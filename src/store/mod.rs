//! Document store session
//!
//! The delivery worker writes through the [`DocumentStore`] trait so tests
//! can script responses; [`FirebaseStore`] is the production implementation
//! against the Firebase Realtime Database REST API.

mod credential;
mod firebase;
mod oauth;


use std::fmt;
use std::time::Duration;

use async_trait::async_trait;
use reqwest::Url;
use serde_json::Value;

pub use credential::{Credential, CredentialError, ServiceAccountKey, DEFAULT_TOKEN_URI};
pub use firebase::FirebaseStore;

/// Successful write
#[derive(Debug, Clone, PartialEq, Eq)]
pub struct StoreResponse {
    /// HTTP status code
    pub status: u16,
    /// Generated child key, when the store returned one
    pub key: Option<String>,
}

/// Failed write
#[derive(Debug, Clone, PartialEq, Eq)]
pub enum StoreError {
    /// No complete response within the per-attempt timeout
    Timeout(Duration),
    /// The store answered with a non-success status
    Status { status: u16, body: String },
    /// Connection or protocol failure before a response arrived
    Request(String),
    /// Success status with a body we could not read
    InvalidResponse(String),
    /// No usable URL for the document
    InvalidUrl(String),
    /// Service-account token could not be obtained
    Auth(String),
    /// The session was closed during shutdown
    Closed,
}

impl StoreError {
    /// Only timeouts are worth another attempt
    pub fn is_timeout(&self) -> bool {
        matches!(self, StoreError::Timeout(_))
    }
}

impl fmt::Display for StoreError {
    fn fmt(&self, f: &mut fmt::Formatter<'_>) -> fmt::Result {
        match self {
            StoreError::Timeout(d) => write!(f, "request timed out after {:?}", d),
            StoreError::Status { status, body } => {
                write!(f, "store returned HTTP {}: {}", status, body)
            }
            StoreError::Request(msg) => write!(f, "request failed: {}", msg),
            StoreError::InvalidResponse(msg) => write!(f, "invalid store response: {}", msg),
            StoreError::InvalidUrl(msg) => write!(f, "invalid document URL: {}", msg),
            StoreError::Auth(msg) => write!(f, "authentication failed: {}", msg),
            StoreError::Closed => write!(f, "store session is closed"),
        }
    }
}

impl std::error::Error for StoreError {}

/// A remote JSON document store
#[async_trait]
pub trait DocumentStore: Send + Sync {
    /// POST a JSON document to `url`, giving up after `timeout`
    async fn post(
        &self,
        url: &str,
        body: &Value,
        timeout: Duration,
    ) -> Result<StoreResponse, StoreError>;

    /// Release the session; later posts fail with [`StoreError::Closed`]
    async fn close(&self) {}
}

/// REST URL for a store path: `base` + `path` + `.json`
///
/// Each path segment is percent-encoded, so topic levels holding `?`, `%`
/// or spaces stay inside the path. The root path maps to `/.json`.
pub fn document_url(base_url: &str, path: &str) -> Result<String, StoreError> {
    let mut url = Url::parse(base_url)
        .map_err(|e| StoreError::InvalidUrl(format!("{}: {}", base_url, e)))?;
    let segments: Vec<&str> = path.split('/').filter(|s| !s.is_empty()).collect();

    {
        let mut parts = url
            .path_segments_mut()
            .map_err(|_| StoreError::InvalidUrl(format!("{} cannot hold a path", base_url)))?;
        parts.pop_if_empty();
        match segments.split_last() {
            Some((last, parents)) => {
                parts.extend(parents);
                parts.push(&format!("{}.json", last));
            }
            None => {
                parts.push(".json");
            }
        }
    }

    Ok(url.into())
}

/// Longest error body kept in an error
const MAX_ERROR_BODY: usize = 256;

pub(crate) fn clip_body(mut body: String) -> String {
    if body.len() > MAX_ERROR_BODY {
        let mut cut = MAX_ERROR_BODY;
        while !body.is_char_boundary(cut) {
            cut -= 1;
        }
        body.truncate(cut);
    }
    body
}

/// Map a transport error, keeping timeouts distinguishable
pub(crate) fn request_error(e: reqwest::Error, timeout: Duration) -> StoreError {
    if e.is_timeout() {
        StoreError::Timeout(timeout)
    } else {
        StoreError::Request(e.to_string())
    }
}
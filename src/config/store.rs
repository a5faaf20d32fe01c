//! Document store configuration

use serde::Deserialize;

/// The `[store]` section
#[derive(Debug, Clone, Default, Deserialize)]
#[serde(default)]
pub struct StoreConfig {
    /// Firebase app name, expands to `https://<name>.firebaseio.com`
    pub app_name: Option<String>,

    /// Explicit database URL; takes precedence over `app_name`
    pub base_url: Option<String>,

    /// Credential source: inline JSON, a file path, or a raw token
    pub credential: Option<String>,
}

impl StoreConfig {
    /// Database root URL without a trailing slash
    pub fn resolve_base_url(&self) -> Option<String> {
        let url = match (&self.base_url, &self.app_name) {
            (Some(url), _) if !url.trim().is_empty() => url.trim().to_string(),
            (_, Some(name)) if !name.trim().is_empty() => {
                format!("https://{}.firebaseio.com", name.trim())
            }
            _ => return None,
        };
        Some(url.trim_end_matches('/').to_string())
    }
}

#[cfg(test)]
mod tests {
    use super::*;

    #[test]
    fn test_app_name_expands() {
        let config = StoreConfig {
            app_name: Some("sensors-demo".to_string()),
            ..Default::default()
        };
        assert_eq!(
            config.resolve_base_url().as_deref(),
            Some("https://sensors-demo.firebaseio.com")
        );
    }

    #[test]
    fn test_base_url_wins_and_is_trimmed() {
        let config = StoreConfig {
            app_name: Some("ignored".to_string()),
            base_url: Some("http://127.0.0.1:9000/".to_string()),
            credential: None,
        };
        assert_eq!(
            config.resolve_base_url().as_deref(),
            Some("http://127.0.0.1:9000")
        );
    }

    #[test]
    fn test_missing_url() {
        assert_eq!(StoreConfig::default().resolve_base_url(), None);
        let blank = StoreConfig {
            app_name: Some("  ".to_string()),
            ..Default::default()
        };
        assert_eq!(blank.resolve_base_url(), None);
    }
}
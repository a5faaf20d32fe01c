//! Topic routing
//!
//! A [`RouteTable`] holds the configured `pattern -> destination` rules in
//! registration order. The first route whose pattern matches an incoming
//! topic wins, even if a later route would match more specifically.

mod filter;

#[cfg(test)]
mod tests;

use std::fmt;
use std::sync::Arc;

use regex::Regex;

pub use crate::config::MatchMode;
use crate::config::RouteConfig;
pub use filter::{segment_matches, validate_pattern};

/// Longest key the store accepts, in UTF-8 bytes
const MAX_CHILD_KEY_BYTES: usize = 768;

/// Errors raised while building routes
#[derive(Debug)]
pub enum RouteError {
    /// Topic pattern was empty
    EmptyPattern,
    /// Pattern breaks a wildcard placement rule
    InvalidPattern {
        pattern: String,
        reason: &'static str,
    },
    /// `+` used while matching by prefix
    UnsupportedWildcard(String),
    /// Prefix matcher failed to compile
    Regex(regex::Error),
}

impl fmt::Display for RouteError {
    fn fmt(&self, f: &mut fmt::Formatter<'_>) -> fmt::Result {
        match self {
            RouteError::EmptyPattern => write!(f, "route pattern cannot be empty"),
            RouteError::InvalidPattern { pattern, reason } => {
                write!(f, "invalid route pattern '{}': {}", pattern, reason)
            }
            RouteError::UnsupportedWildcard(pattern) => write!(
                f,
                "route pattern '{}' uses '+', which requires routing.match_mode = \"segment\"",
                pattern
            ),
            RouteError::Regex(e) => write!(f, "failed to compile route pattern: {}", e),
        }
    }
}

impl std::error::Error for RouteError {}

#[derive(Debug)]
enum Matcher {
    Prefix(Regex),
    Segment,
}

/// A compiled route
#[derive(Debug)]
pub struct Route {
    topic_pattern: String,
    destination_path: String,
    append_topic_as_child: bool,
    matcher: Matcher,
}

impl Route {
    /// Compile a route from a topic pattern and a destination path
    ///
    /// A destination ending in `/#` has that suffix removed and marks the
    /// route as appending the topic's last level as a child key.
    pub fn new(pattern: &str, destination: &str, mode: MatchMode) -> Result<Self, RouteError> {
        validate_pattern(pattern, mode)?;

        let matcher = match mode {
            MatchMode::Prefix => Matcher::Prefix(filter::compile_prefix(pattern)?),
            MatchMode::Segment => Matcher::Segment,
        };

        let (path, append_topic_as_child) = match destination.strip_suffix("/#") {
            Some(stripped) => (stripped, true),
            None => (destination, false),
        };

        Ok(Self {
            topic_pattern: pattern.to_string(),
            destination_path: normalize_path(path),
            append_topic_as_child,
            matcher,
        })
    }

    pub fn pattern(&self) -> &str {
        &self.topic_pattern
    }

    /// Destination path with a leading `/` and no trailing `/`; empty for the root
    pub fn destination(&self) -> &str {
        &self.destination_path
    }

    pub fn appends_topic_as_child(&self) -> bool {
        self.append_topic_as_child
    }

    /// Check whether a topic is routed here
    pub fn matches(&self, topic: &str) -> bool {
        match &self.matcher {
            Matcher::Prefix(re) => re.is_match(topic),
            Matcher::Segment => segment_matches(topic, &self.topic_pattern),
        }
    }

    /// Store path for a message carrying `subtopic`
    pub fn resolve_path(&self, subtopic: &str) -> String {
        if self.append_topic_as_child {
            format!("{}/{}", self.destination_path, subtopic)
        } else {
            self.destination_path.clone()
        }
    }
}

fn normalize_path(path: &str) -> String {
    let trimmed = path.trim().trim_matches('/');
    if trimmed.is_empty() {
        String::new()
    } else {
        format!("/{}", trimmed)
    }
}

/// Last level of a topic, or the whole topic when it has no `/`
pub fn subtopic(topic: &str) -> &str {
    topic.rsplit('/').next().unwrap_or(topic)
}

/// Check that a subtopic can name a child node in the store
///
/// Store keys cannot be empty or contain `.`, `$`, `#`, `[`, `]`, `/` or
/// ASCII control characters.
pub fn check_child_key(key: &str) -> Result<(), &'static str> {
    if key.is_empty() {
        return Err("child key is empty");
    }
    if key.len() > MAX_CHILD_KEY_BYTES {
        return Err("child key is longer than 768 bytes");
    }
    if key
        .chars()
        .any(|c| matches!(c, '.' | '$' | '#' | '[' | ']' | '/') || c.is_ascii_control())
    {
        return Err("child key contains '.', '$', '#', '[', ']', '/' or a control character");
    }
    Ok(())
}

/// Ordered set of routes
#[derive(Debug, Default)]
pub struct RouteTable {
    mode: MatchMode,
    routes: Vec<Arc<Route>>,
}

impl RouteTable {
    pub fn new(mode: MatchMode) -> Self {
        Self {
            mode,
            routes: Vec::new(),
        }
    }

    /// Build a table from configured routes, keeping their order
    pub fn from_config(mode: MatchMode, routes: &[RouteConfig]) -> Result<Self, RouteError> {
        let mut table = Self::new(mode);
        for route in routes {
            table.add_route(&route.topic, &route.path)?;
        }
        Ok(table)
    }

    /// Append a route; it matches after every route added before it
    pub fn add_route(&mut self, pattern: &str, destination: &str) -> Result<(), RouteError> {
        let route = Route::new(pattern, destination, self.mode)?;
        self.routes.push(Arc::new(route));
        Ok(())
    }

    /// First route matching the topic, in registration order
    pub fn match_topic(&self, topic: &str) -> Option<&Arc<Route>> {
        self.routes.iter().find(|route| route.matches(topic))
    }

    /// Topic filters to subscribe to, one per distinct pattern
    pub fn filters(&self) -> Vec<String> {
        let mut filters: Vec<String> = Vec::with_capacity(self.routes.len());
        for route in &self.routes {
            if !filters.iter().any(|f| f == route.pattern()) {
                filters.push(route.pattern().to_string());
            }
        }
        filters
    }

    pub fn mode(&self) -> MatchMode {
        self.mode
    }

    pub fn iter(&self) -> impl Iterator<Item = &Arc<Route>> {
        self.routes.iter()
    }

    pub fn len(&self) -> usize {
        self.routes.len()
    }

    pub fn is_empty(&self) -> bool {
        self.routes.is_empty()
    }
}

__Task statement__
Wherever "tests" occurs in the entries above, copy the line it sits on.

__Response to the exercise__
//! The delivery worker writes through the [`DocumentStore`] trait so tests
mod tests {
mod tests;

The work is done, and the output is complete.